Maybe I misunderstand, but there is no opening

           I am tired of words. Actions speak louder and yet
some never proceed. Irony at its best. Bitter I have
been labelled. As far as truth holds grit, I am standing
strong for the hope.

          Alas I laugh when the promise of words ring
before my eyes and wayward awkward moments of
waiting begin. Indeed the laughter of coldness
chills deep within.

          The variables of emotions rage and I become
silent. Indeed breathing in brisk air to comfort. Indeed
the ringing plays.

         The strands of copper brush against small
rivers of puffy cheeks. Alas to admit I waited
is a silencing, sickening defiance. Ah ha the gathered
words recouping in their apologetic ways. The hopes
to break me of a distasteful banter "Mary Moment".
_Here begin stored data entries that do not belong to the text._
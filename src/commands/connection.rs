// ABOUTME: Shared helpers for connecting to the Docker daemon and the Kubernetes API.
// ABOUTME: Used by both up and down.

use kube_compose::cluster::KubeCluster;
use kube_compose::config::Config;
use kube_compose::error::Result;
use kube_compose::output::Output;
use kube_compose::runtime::{BollardRuntime, RuntimeError};

pub async fn connect_to_docker(output: &Output) -> Result<BollardRuntime> {
    output.info("  → Connecting to Docker...");
    let runtime = BollardRuntime::connect().map_err(RuntimeError::from)?;
    runtime.ping().await.map_err(RuntimeError::from)?;
    Ok(runtime)
}

pub async fn connect_to_cluster(config: &Config, output: &Output) -> Result<KubeCluster> {
    output.info(&format!(
        "  → Connecting to Kubernetes (namespace {})...",
        config.settings.namespace
    ));
    let cluster = KubeCluster::connect(config.settings.namespace.clone())
        .await
        .map_err(RuntimeError::from)?;
    Ok(cluster)
}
        How horrid is the one proclaiming when strength
to stand, enduring is not their own challenge? How is
it I need to explain myself in my misunderstanding of
a hope?

        Daresay I be vibrant in my emotions much less
my expectations? Oh then I am selfish, egotistical
or jealous. Ah ha how right, far from truth that is?

        Indeed I waited. Patiently and now I am tired.
I tried to be understanding of imperfections yet
my experiences of broken words is not a memory I
like to recall favorably.

        So dare you wish, you want to say I am involving
an emotional rollercoaster of "Mary Moment" with
you, I laugh.

         I don't see it on your side because there is no
opening to view. I only get to guess at best, then be
blamed for assuming. How, now, is that fair when the
opposition was not my fault. I was not privileged to
gain insight.

        Hearsay is all I can accumulate and with that
I rather ignore. I have had my rounds of induced
tidbits of window shopping but sometimes the welcoming,
open door is so much more appealing.

        So excuse my "bitterness" when the label of
whiny comes to echo in your mind. For that matter
when sarcasm quakes. I tire of words.

       Actions. Involvement prove to be more rewarding,
so I have grown accustomed to understanding.